The Trump campaign and Republican National Committee raised $210m in August, according to figures released on Wednesday, falling well behind the record-breaking sum of $364.5m that Joe Biden and the Democrats raised in the same month.
The figures point to the diverging financial fortunes of the two campaigns ahead of November 3 election. While the Trump campaign began the year with significantly more cash on hand than the Biden effort, the US president’s advantage has been all but erased in recent months.
At the end of July, Mr Trump’s campaign had $300m cash on hand, while Mr Biden’s had $294m — a marked shift compared with April when Mr Trump had a $155m advantage over his Democratic opponent.
In a press release on Wednesday, the president’s re-election team played down concerns that it was falling behind the Biden campaign in the race to raise money. It said the Trump campaign had raised $76m in donations during the Republican National Convention last month, $6m more than the $70m Mr Biden raised during the Democrats’ four-day event.

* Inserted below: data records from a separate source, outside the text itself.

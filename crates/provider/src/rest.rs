//! Generic REST capability and its reqwest-backed client.

use std::time::Duration;

use async_trait::async_trait;
use reqwest::header::{HeaderMap, HeaderValue, ACCEPT, AUTHORIZATION, USER_AGENT};
use reqwest::Method;
use serde_json::Value;
use tracing::debug;

use crate::{Provider, ProviderError};

/// Upper bound on any single request; cancellation can cut it shorter.
pub(crate) const REQUEST_TIMEOUT: Duration = Duration::from_secs(30);

/// Outcome of a dispatched REST request.
///
/// The status is passed through untranslated; mapping it onto the action
/// error taxonomy is the caller's concern.
#[derive(Debug, Clone)]
pub struct RestResponse {
    /// HTTP status code.
    pub status: u16,
    /// Response body, `Value::Null` when empty or not JSON.
    pub body: Value,
}

impl RestResponse {
    /// Whether the status is in the 2xx range.
    #[must_use]
    pub fn is_success(&self) -> bool {
        (200..300).contains(&self.status)
    }
}

/// REST capability: dispatch a single request against the provider's API.
#[async_trait]
pub trait Rest: Send + Sync {
    /// Base URL requests are resolved against, without a trailing slash.
    fn base_url(&self) -> &str;

    /// Execute `method` against `endpoint` (a path relative to the base URL)
    /// with an optional JSON body.
    ///
    /// Non-2xx statuses are returned in the [`RestResponse`], not as errors;
    /// only transport failures produce an `Err`.
    async fn do_request(
        &self,
        method: &str,
        endpoint: &str,
        body: Option<&Value>,
    ) -> Result<RestResponse, ProviderError>;
}

/// reqwest-backed REST client for plain HTTP providers.
#[derive(Debug, Clone)]
pub struct RestClient {
    client: reqwest::Client,
    base_url: String,
    name: String,
}

impl RestClient {
    /// Create a client for `base_url`, optionally authenticating every
    /// request with a bearer token.
    pub fn new(name: &str, base_url: &str, token: Option<&str>) -> Result<Self, ProviderError> {
        let mut headers = HeaderMap::new();
        headers.insert(ACCEPT, HeaderValue::from_static("application/json"));
        headers.insert(USER_AGENT, HeaderValue::from_static("warden"));
        if let Some(token) = token {
            headers.insert(
                AUTHORIZATION,
                HeaderValue::from_str(&format!("Bearer {token}"))
                    .map_err(|_| ProviderError::Config("invalid bearer token".to_string()))?,
            );
        }

        let client = reqwest::Client::builder()
            .default_headers(headers)
            .timeout(REQUEST_TIMEOUT)
            .build()?;

        Ok(Self {
            client,
            base_url: base_url.trim_end_matches('/').to_string(),
            name: name.to_string(),
        })
    }
}

#[async_trait]
impl Rest for RestClient {
    fn base_url(&self) -> &str {
        &self.base_url
    }

    async fn do_request(
        &self,
        method: &str,
        endpoint: &str,
        body: Option<&Value>,
    ) -> Result<RestResponse, ProviderError> {
        let method = Method::from_bytes(method.as_bytes())
            .map_err(|_| ProviderError::Config(format!("invalid HTTP method: {method}")))?;
        let url = format!("{}/{}", self.base_url, endpoint.trim_start_matches('/'));

        debug!(method = %method, url = %url, "dispatching REST request");

        let mut request = self.client.request(method, &url);
        if let Some(body) = body {
            request = request.json(body);
        }

        let response = request.send().await?;
        let status = response.status().as_u16();
        let body = response.json::<Value>().await.unwrap_or(Value::Null);

        Ok(RestResponse { status, body })
    }
}

impl Provider for RestClient {
    fn name(&self) -> &str {
        &self.name
    }

    fn as_rest(&self) -> Option<&dyn Rest> {
        Some(self)
    }
}
//! The action state machine.
//!
//! Given the prior persisted statuses and the current evaluation outcome,
//! decide for each action class whether to turn it on, turn it off, or leave
//! it alone. Both decision functions are pure and total; the engine calls
//! them once per action per evaluation.
//!
//! The remediation table encodes the loop-breaker invariant: a remediation
//! fires only from the `skipped` resting state, and only on a failing
//! evaluation. Once it has entered any other state (pending, success,
//! error), an external transition back to `skipped` is required before it
//! can fire again.

use crate::errors::EvaluationError;
use crate::models::{ActionSetting, AlertStatus, EvalStatus, RemediationStatus};

/// The verb emitted by the state machine.
#[derive(Debug, Clone, Copy, PartialEq, Eq)]
pub enum ActionCmd {
    TurnOn,
    TurnOff,
    DoNothing,
}

impl std::fmt::Display for ActionCmd {
    fn fmt(&self, f: &mut std::fmt::Formatter<'_>) -> std::fmt::Result {
        match self {
            Self::TurnOn => write!(f, "turn_on"),
            Self::TurnOff => write!(f, "turn_off"),
            Self::DoNothing => write!(f, "do_nothing"),
        }
    }
}

/// Remediation method tag whose fix is not instant: the drift is gone only
/// once the opened PR merges.
pub const KIND_PULL_REQUEST: &str = "pull_request";

/// Decide the remediation command.
#[must_use]
pub fn remediation_command(prev_rem: RemediationStatus, new_eval: EvalStatus) -> ActionCmd {
    let resting = prev_rem == RemediationStatus::Skipped;
    match new_eval {
        // Evaluation flipped away from failure: cancel an armed remediation.
        EvalStatus::Success | EvalStatus::Error => {
            if resting {
                ActionCmd::DoNothing
            } else {
                ActionCmd::TurnOff
            }
        }
        // Only fire from the resting state.
        EvalStatus::Failure => {
            if resting {
                ActionCmd::TurnOn
            } else {
                ActionCmd::DoNothing
            }
        }
        EvalStatus::Skipped | EvalStatus::Pending => ActionCmd::DoNothing,
    }
}

/// Decide the alert command.
///
/// `remediation_succeeded` is the outcome of the remediation dispatched just
/// before in the same evaluation; `remediation_kind` is its method tag. An
/// instant remediation that succeeded suppresses the alert — the fix itself
/// is the surfacing. PR remediations are not instant, so their alerts stay
/// live while the PR is open.
#[must_use]
pub fn alert_command(
    prev_alert: AlertStatus,
    new_eval: EvalStatus,
    remediation_succeeded: bool,
    remediation_kind: &str,
) -> ActionCmd {
    if remediation_kind != KIND_PULL_REQUEST && remediation_succeeded {
        return if prev_alert == AlertStatus::On {
            ActionCmd::TurnOff
        } else {
            ActionCmd::DoNothing
        };
    }

    let latched = prev_alert == AlertStatus::On;
    match new_eval {
        EvalStatus::Failure | EvalStatus::Error => {
            if latched {
                ActionCmd::DoNothing
            } else {
                ActionCmd::TurnOn
            }
        }
        EvalStatus::Success => {
            if latched {
                ActionCmd::TurnOff
            } else {
                ActionCmd::DoNothing
            }
        }
        EvalStatus::Skipped | EvalStatus::Pending => ActionCmd::DoNothing,
    }
}

/// The skippability gate consulted before the state machine.
///
/// `off` and `unknown` settings skip the action outright; `on` and `dry_run`
/// proceed unless the evaluation itself was skipped.
#[must_use]
pub fn is_skippable(setting: ActionSetting, eval_err: Option<&EvaluationError>) -> bool {
    match setting {
        ActionSetting::Off | ActionSetting::Unknown => true,
        ActionSetting::On | ActionSetting::DryRun => matches!(
            eval_err,
            Some(EvaluationError::Skipped(_) | EvaluationError::SkippedSilently)
        ),
    }
}
//! The FS change set: an ordered list of (path, content, mode) entries with
//! write, hash, and summary operations.
//!
//! Entry order is significant — the content hash that gives a PR its
//! identity is computed over the entries in declaration order.

use std::fs;
use std::io::{self, Write};
use std::path::{Path, PathBuf};

use anyhow::{Context, Result};
use serde::Serialize;
use sha1::{Digest, Sha1};

/// Git file mode for a regular file.
pub const GIT_MODE_FILE: &str = "100644";
/// Git file mode for an executable file.
pub const GIT_MODE_EXECUTABLE: &str = "100755";

/// One intended file in the remediation working tree.
#[derive(Debug, Clone, PartialEq, Eq, Serialize)]
pub struct FsEntry {
    /// Path relative to the working-tree root.
    pub path: String,
    /// Full file content.
    pub content: String,
    /// Git file mode string.
    pub mode: String,
}

/// SHA-1 over `path || content` for each entry in order.
///
/// This is an identity hash, not a security boundary; SHA-1 is chosen for
/// compactness of the marker it ends up in.
#[must_use]
pub fn content_sha1(entries: &[FsEntry]) -> String {
    let mut hasher = Sha1::new();
    for entry in entries {
        hasher.update(entry.path.as_bytes());
        hasher.update(entry.content.as_bytes());
    }
    hex::encode(hasher.finalize())
}

/// The magic comment embedded in a PR body to give it a content-addressed
/// identity. Two PRs with the same marker are the same PR.
#[must_use]
pub fn magic_marker(content_sha: &str) -> String {
    format!("<!-- minder: pr-remediation-body: {{ \"ContentSha\": \"{content_sha}\" }} -->")
}

/// Write the entries into the working tree rooted at `root`, creating parent
/// directories as needed. Returns the relative paths written, in order.
pub fn write_entries(root: &Path, entries: &[FsEntry]) -> Result<Vec<PathBuf>> {
    let mut written = Vec::with_capacity(entries.len());
    for entry in entries {
        let target = root.join(&entry.path);
        if let Some(parent) = target.parent() {
            fs::create_dir_all(parent)
                .with_context(|| format!("creating parent directories for {}", entry.path))?;
        }
        fs::write(&target, &entry.content)
            .with_context(|| format!("writing entry {}", entry.path))?;

        #[cfg(unix)]
        if entry.mode == GIT_MODE_EXECUTABLE {
            use std::os::unix::fs::PermissionsExt;
            fs::set_permissions(&target, fs::Permissions::from_mode(0o755))
                .with_context(|| format!("setting mode on {}", entry.path))?;
        }

        written.push(PathBuf::from(&entry.path));
    }
    Ok(written)
}

/// Write a JSON summary of the entries, one object per line.
pub fn write_summary(w: &mut dyn Write, entries: &[FsEntry]) -> io::Result<()> {
    for entry in entries {
        let line = serde_json::to_string(entry)
            .map_err(io::Error::other)?;
        writeln!(w, "{line}")?;
    }
    Ok(())
}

The Trump campaign also said that August had been “the largest online fundraising month” for Mr Trump’s re-election bid so far and suggested that it was spending its money more efficiently than the Biden team.
Bill Stepien, Mr Trump’s campaign manager, said both campaigns were raising “massive amounts of money” but that Mr Biden was spending most of his haul on television adverts while the Trump effort had invested in a “muscular field operation and ground game”.
The Trump campaign said: “No amount of money or saturating the airwaves from the Biden campaign will be able to make up for the fact that they are dormant at the doors and have no field operation.”
Mr Biden broke presidential fundraising records last month when his campaign announced the former vice-president and DNC had pulled in $364.5m in August. That was double what either campaign or their affiliated committees raised in July.
The Biden campaign has also maintained a more frugal spending policy during the coronavirus pandemic. The former vice-president has only recently started travelling to in-person campaign events again, after spending most of the past five months at home in Wilmington, Delaware, due to the spread of Covid-19.
Trump vs Biden: who is leading the 2020 election polls?
Use the FT’s interactive calculator to see which states matter most in winning the presidency
All of Mr Biden’s fundraisers have been conducted over Zoom, the videoconferencing platform, whereas Mr Trump has attended in-person events to raise money as well as occasional campaign rallies.
Speaking to reporters on Tuesday, Mr Trump said he would be willing to invest his own money in to his campaign, adding that he would do “whatever it takes” to win re-election.
“If I have to, I would,” Mr Trump said, responding to reports that he was considering investing $100m in his re-election campaign. “We have much more money than we had last time going into the last two months. But if we needed any more, I’d put it up.”
In 2016, Mr Trump invested more than $60m of his own money in his election bid.